Over nearly two decades of language teaching, I have experienced many different approaches to the use of materials in lessons. My first job after getting my Cert TESOL was at a school with vast banks of ‘supplementary material’ that had been created over the years by the teachers of each level. The best bits and pieces had been combined into a small booklet and we were expected to dip into files of original material and add to them as well to ‘supplement’ each course further. With no computers in sight in the teacher’s room that meant hundreds of hand-crafted creations (including a few of my own – click here to see my ‘early’ efforts!).

I later got a job with young learners which provided my first real exposure to glossy colourful coursebooks complete with teams of cartoon characters, usually time travellers or aliens who learned English with the kids. Moving on to secondary students, the coursebooks became heavily exam-focused packed with study skill tips, ‘grammar bites’, ‘culture corners’, and ‘phrasal with Francis,’ one of the photo story characters.

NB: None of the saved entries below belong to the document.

//! Note handlers: list history, create.

use axum::extract::State;
use axum::http::StatusCode;
use axum::response::IntoResponse;
use axum::routing::get;
use axum::{Json, Router};
use serde_json::Value;

use crate::app_state::AppState;
use crate::error::ServiceError;
use crate::store::models::Note;

/// `GET /notes` — Full note history, newest first, as plain text.
///
/// # Errors
///
/// Returns [`ServiceError::Store`] on database failure, surfaced as a
/// 500 with a fixed body.
#[utoipa::path(
    get,
    path = "/notes",
    tag = "Notes",
    summary = "List all notes",
    description = "Returns every stored note, newest first, one `[timestamp] text` paragraph per note, separated by blank lines.",
    responses(
        (status = 200, description = "Combined note history", body = String),
        (status = 500, description = "Store failure", body = String),
    )
)]
pub async fn list_notes(
    State(state): State<AppState>,
) -> Result<impl IntoResponse, ServiceError> {
    let notes = state.store.list_notes().await?;
    Ok((StatusCode::OK, render_notes(&notes)))
}

/// `POST /notes` — Store a new note.
///
/// Reads the `note` field from the JSON body and trims it. A missing
/// field, a non-string value, and an empty-after-trim string are all
/// rejected the same way, without touching the store.
///
/// # Errors
///
/// Returns [`ServiceError::EmptyNote`] on rejected input and
/// [`ServiceError::Store`] on database failure.
#[utoipa::path(
    post,
    path = "/notes",
    tag = "Notes",
    summary = "Create a note",
    description = "Stores the trimmed `note` field of the JSON body. Empty or missing notes are rejected.",
    request_body = serde_json::Value,
    responses(
        (status = 201, description = "Note stored", body = String),
        (status = 400, description = "Empty note", body = String),
        (status = 500, description = "Store failure", body = String),
    )
)]
pub async fn create_note(
    State(state): State<AppState>,
    Json(body): Json<Value>,
) -> Result<impl IntoResponse, ServiceError> {
    let note = body
        .get("note")
        .and_then(|v| v.as_str())
        .unwrap_or("")
        .trim();
    if note.is_empty() {
        return Err(ServiceError::EmptyNote);
    }

    state.store.create_note(note).await?;
    Ok((StatusCode::CREATED, "ok"))
}

/// Renders notes as one `[timestamp] text` paragraph each, separated
/// by blank lines. An empty slice renders as an empty body.
fn render_notes(notes: &[Note]) -> String {
    notes
        .iter()
        .map(|n| format!("[{}] {}", n.created_at.format("%Y-%m-%d %H:%M:%S"), n.text))
        .collect::<Vec<_>>()
        .join("\n\n")
}

/// Note routes.
pub fn routes() -> Router<AppState> {
    Router::new().route("/notes", get(list_notes).post(create_note))
}

#[cfg(test)]
#[allow(clippy::unwrap_used, clippy::panic)]
mod tests {
    use std::sync::{Arc, Mutex};

    use async_trait::async_trait;
    use axum::body::{Body, to_bytes};
    use axum::http::{Request, header};
    use chrono::{TimeZone, Utc};
    use tower::ServiceExt;

    use super::*;
    use crate::api;
    use crate::store::NoteStore;

    /// In-memory store mirroring the repository's contract: ids
    /// ascend with insertion, listing returns newest first.
    #[derive(Debug, Default)]
    struct MemoryStore {
        notes: Mutex<Vec<Note>>,
    }

    #[async_trait]
    impl NoteStore for MemoryStore {
        async fn create_note(&self, text: &str) -> Result<(), ServiceError> {
            let mut notes = self.notes.lock().unwrap();
            let id = notes.len() as i64 + 1;
            notes.push(Note {
                id,
                text: text.to_string(),
                created_at: Utc::now(),
            });
            Ok(())
        }

        async fn list_notes(&self) -> Result<Vec<Note>, ServiceError> {
            let notes = self.notes.lock().unwrap();
            Ok(notes.iter().rev().cloned().collect())
        }
    }

    /// Store that fails every operation, simulating a store outage.
    #[derive(Debug)]
    struct FailingStore;

    #[async_trait]
    impl NoteStore for FailingStore {
        async fn create_note(&self, _text: &str) -> Result<(), ServiceError> {
            Err(ServiceError::Store("connection refused".to_string()))
        }

        async fn list_notes(&self) -> Result<Vec<Note>, ServiceError> {
            Err(ServiceError::Store("connection refused".to_string()))
        }
    }

    fn app(store: Arc<dyn NoteStore>) -> Router {
        api::build_router().with_state(AppState { store })
    }

    fn post_note(json: &str) -> Request<Body> {
        Request::builder()
            .method("POST")
            .uri("/notes")
            .header(header::CONTENT_TYPE, "application/json")
            .body(Body::from(json.to_string()))
            .unwrap()
    }

    fn get_notes() -> Request<Body> {
        Request::builder().uri("/notes").body(Body::empty()).unwrap()
    }

    async fn body_text(response: axum::response::Response) -> String {
        let bytes = to_bytes(response.into_body(), usize::MAX).await.unwrap();
        String::from_utf8(bytes.to_vec()).unwrap()
    }

    #[tokio::test]
    async fn created_note_acknowledged_and_listed_first() {
        let store = Arc::new(MemoryStore::default());
        let app = app(Arc::clone(&store) as Arc<dyn NoteStore>);

        let response = app
            .clone()
            .oneshot(post_note(r#"{"note":"first"}"#))
            .await
            .unwrap();
        assert_eq!(response.status(), StatusCode::CREATED);
        assert_eq!(body_text(response).await, "ok");

        let response = app
            .clone()
            .oneshot(post_note(r#"{"note":"second"}"#))
            .await
            .unwrap();
        assert_eq!(response.status(), StatusCode::CREATED);

        let response = app.oneshot(get_notes()).await.unwrap();
        assert_eq!(response.status(), StatusCode::OK);
        let body = body_text(response).await;
        assert!(body.contains("second"));
        assert!(body.find("second").unwrap() < body.find("first").unwrap());
    }

    #[tokio::test]
    async fn listing_is_strictly_newest_first() {
        let store = Arc::new(MemoryStore::default());
        let app = app(Arc::clone(&store) as Arc<dyn NoteStore>);

        for text in ["alpha", "bravo", "charlie"] {
            let body = format!(r#"{{"note":"{text}"}}"#);
            let response = app.clone().oneshot(post_note(&body)).await.unwrap();
            assert_eq!(response.status(), StatusCode::CREATED);
        }

        let response = app.oneshot(get_notes()).await.unwrap();
        let body = body_text(response).await;
        let charlie = body.find("charlie").unwrap();
        let bravo = body.find("bravo").unwrap();
        let alpha = body.find("alpha").unwrap();
        assert!(charlie < bravo);
        assert!(bravo < alpha);
    }

    #[tokio::test]
    async fn note_is_trimmed_before_storage() {
        let store = Arc::new(MemoryStore::default());
        let app = app(Arc::clone(&store) as Arc<dyn NoteStore>);

        let response = app
            .oneshot(post_note(r#"{"note":"  padded  "}"#))
            .await
            .unwrap();
        assert_eq!(response.status(), StatusCode::CREATED);

        let notes = store.notes.lock().unwrap();
        assert_eq!(notes.len(), 1);
        assert_eq!(notes.first().unwrap().text, "padded");
    }

    #[tokio::test]
    async fn whitespace_only_note_rejected_without_touching_store() {
        let store = Arc::new(MemoryStore::default());
        let app = app(Arc::clone(&store) as Arc<dyn NoteStore>);

        let response = app.oneshot(post_note(r#"{"note":"   "}"#)).await.unwrap();
        assert_eq!(response.status(), StatusCode::BAD_REQUEST);
        assert_eq!(body_text(response).await, "note required");
        assert_eq!(store.notes.lock().unwrap().len(), 0);
    }

    #[tokio::test]
    async fn missing_note_field_rejected() {
        let store = Arc::new(MemoryStore::default());
        let app = app(store as Arc<dyn NoteStore>);

        let response = app.oneshot(post_note("{}")).await.unwrap();
        assert_eq!(response.status(), StatusCode::BAD_REQUEST);
        assert_eq!(body_text(response).await, "note required");
    }

    #[tokio::test]
    async fn non_string_note_field_rejected() {
        let store = Arc::new(MemoryStore::default());
        let app = app(store as Arc<dyn NoteStore>);

        let response = app.oneshot(post_note(r#"{"note":42}"#)).await.unwrap();
        assert_eq!(response.status(), StatusCode::BAD_REQUEST);
    }

    #[tokio::test]
    async fn empty_history_renders_empty_body() {
        let store = Arc::new(MemoryStore::default());
        let app = app(store as Arc<dyn NoteStore>);

        let response = app.oneshot(get_notes()).await.unwrap();
        assert_eq!(response.status(), StatusCode::OK);
        assert_eq!(body_text(response).await, "");
    }

    #[tokio::test]
    async fn store_failure_maps_to_fixed_db_error() {
        let app = app(Arc::new(FailingStore) as Arc<dyn NoteStore>);

        let response = app.clone().oneshot(get_notes()).await.unwrap();
        assert_eq!(response.status(), StatusCode::INTERNAL_SERVER_ERROR);
        assert_eq!(body_text(response).await, "DB error");

        let response = app.oneshot(post_note(r#"{"note":"hi"}"#)).await.unwrap();
        assert_eq!(response.status(), StatusCode::INTERNAL_SERVER_ERROR);
        assert_eq!(body_text(response).await, "DB error");
    }

    #[test]
    fn render_formats_bracketed_timestamp_paragraphs() {
        let ts = Utc.with_ymd_and_hms(2024, 5, 1, 12, 30, 0).unwrap();
        let notes = vec![
            Note {
                id: 2,
                text: "newer".to_string(),
                created_at: ts,
            },
            Note {
                id: 1,
                text: "older".to_string(),
                created_at: ts,
            },
        ];

        assert_eq!(
            render_notes(&notes),
            "[2024-05-01 12:30:00] newer\n\n[2024-05-01 12:30:00] older"
        );
        assert_eq!(render_notes(&[]), "");
    }
}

I soon became frustrated with the repetitive approach of published materials, the quickly out-dated texts, the unnatural sounding dialogues, and the over-generalised grammar ‘rules.’ When the opportunity to deign my own skills course for young learners came up, I jumped at the chance to ‘teach unplugged’ with a materials light course based on building upon the learners pre-existing knowledge and encouraging them to put their language to use.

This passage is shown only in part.